=== Records shown ===

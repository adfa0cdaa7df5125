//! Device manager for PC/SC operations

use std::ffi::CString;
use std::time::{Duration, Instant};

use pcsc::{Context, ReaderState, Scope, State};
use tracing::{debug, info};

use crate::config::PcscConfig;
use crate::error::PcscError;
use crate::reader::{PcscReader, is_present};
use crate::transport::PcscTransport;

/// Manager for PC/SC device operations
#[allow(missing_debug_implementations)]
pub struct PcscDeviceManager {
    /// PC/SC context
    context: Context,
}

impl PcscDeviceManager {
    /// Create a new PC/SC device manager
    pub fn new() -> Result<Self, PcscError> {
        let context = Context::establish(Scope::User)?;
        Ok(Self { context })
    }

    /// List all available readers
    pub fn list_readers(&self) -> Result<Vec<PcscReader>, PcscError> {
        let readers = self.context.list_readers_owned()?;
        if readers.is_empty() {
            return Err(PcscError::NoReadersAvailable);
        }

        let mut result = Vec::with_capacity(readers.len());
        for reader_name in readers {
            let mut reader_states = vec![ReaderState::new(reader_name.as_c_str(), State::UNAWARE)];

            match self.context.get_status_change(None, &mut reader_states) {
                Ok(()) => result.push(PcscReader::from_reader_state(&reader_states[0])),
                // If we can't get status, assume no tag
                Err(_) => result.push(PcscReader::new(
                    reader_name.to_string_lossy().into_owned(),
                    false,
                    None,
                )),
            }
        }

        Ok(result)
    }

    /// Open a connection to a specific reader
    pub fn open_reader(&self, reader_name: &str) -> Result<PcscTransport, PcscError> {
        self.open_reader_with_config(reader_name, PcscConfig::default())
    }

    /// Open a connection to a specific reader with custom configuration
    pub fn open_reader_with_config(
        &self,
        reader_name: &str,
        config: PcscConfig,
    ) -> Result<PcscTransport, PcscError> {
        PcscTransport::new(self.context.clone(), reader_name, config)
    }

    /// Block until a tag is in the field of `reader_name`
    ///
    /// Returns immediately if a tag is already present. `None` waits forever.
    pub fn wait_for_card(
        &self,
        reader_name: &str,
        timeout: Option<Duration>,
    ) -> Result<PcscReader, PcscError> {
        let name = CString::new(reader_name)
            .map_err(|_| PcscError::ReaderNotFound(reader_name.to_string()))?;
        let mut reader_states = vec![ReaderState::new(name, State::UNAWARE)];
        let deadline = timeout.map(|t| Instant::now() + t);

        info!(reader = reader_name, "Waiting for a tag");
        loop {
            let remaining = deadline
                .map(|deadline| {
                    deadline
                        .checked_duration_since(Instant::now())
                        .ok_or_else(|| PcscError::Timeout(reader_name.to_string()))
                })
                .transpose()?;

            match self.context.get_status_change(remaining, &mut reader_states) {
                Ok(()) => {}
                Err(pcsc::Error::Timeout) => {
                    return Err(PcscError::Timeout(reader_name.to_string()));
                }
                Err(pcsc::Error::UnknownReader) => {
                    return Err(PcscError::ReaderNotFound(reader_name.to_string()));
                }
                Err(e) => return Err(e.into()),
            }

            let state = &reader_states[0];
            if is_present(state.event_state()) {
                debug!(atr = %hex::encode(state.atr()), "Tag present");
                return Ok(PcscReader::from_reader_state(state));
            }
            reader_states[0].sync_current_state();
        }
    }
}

===
=== Records shown ===

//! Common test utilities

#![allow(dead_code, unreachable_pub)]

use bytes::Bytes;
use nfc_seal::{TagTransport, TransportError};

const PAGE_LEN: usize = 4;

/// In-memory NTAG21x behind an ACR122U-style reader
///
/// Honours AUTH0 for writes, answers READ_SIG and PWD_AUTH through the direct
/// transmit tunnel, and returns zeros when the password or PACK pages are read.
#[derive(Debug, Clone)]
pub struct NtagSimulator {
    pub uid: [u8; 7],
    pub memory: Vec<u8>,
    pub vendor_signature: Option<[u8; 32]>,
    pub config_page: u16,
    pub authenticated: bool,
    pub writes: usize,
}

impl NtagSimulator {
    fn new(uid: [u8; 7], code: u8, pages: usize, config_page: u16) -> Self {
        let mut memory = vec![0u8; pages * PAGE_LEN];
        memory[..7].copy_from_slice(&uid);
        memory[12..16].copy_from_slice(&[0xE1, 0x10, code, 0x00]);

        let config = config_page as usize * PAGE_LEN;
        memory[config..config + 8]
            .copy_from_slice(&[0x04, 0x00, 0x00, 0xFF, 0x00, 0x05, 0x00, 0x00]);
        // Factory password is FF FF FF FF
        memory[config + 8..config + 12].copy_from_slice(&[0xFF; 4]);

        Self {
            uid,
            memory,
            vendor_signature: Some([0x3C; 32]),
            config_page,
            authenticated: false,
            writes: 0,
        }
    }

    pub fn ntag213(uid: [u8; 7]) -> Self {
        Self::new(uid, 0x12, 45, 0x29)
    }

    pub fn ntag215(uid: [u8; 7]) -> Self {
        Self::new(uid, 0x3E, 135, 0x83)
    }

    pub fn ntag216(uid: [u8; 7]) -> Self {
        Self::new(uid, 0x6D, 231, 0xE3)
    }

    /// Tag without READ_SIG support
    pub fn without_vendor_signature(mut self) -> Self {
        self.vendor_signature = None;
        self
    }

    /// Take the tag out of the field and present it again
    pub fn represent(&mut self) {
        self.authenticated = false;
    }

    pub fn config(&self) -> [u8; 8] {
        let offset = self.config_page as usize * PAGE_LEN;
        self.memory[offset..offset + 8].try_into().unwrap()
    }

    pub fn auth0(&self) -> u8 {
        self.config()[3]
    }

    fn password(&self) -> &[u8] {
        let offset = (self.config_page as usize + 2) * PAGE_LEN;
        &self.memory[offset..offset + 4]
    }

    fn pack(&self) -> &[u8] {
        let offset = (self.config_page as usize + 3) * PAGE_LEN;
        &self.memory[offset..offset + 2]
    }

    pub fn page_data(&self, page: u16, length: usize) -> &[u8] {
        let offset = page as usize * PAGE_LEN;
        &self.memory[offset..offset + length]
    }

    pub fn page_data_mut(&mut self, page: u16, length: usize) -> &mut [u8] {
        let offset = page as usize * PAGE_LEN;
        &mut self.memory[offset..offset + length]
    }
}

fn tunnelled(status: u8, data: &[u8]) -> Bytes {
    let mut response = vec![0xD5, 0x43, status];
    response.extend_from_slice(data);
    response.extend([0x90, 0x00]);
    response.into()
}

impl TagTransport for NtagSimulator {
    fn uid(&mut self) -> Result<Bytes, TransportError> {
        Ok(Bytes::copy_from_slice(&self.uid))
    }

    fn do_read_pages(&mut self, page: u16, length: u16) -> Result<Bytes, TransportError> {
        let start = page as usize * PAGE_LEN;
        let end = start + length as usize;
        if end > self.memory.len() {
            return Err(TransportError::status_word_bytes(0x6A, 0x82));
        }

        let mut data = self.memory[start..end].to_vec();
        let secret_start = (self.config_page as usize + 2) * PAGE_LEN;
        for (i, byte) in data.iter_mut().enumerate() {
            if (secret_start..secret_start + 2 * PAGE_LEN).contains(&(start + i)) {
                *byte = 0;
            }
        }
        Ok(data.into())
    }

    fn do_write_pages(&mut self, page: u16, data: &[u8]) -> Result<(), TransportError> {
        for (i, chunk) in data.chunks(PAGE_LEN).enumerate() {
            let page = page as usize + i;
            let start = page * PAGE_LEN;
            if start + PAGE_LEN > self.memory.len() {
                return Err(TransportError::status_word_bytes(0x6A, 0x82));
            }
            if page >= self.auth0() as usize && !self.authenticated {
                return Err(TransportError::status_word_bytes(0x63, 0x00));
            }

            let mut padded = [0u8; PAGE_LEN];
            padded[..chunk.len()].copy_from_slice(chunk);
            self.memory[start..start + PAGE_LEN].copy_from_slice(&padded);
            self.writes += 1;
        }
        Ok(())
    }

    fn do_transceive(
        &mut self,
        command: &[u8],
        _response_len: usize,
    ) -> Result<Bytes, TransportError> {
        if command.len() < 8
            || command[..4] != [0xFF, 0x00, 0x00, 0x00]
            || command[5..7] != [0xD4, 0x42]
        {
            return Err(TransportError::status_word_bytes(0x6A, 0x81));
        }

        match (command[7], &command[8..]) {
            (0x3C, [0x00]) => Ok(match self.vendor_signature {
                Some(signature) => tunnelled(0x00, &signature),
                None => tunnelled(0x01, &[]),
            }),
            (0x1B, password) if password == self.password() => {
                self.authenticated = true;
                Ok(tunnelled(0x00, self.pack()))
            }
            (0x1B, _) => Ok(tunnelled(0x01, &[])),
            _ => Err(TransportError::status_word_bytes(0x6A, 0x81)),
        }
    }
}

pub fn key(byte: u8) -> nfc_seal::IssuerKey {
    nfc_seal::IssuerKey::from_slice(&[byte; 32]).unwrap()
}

===

* [Task] In the material above, locate the line containing "memory[config..config + 8]" and the line containing "impl TagTransport for". Transcribe exactly those two lines and every line between them, and nothing more.

* [Output below]
        memory[config..config + 8]
            .copy_from_slice(&[0x04, 0x00, 0x00, 0xFF, 0x00, 0x05, 0x00, 0x00]);
        // Factory password is FF FF FF FF
        memory[config + 8..config + 12].copy_from_slice(&[0xFF; 4]);

        Self {
            uid,
            memory,
            vendor_signature: Some([0x3C; 32]),
            config_page,
            authenticated: false,
            writes: 0,
        }
    }

    pub fn ntag213(uid: [u8; 7]) -> Self {
        Self::new(uid, 0x12, 45, 0x29)
    }

    pub fn ntag215(uid: [u8; 7]) -> Self {
        Self::new(uid, 0x3E, 135, 0x83)
    }

    pub fn ntag216(uid: [u8; 7]) -> Self {
        Self::new(uid, 0x6D, 231, 0xE3)
    }

    /// Tag without READ_SIG support
    pub fn without_vendor_signature(mut self) -> Self {
        self.vendor_signature = None;
        self
    }

    /// Take the tag out of the field and present it again
    pub fn represent(&mut self) {
        self.authenticated = false;
    }

    pub fn config(&self) -> [u8; 8] {
        let offset = self.config_page as usize * PAGE_LEN;
        self.memory[offset..offset + 8].try_into().unwrap()
    }

    pub fn auth0(&self) -> u8 {
        self.config()[3]
    }

    fn password(&self) -> &[u8] {
        let offset = (self.config_page as usize + 2) * PAGE_LEN;
        &self.memory[offset..offset + 4]
    }

    fn pack(&self) -> &[u8] {
        let offset = (self.config_page as usize + 3) * PAGE_LEN;
        &self.memory[offset..offset + 2]
    }

    pub fn page_data(&self, page: u16, length: usize) -> &[u8] {
        let offset = page as usize * PAGE_LEN;
        &self.memory[offset..offset + length]
    }

    pub fn page_data_mut(&mut self, page: u16, length: usize) -> &mut [u8] {
        let offset = page as usize * PAGE_LEN;
        &mut self.memory[offset..offset + length]
    }
}

fn tunnelled(status: u8, data: &[u8]) -> Bytes {
    let mut response = vec![0xD5, 0x43, status];
    response.extend_from_slice(data);
    response.extend([0x90, 0x00]);
    response.into()
}

impl TagTransport for NtagSimulator {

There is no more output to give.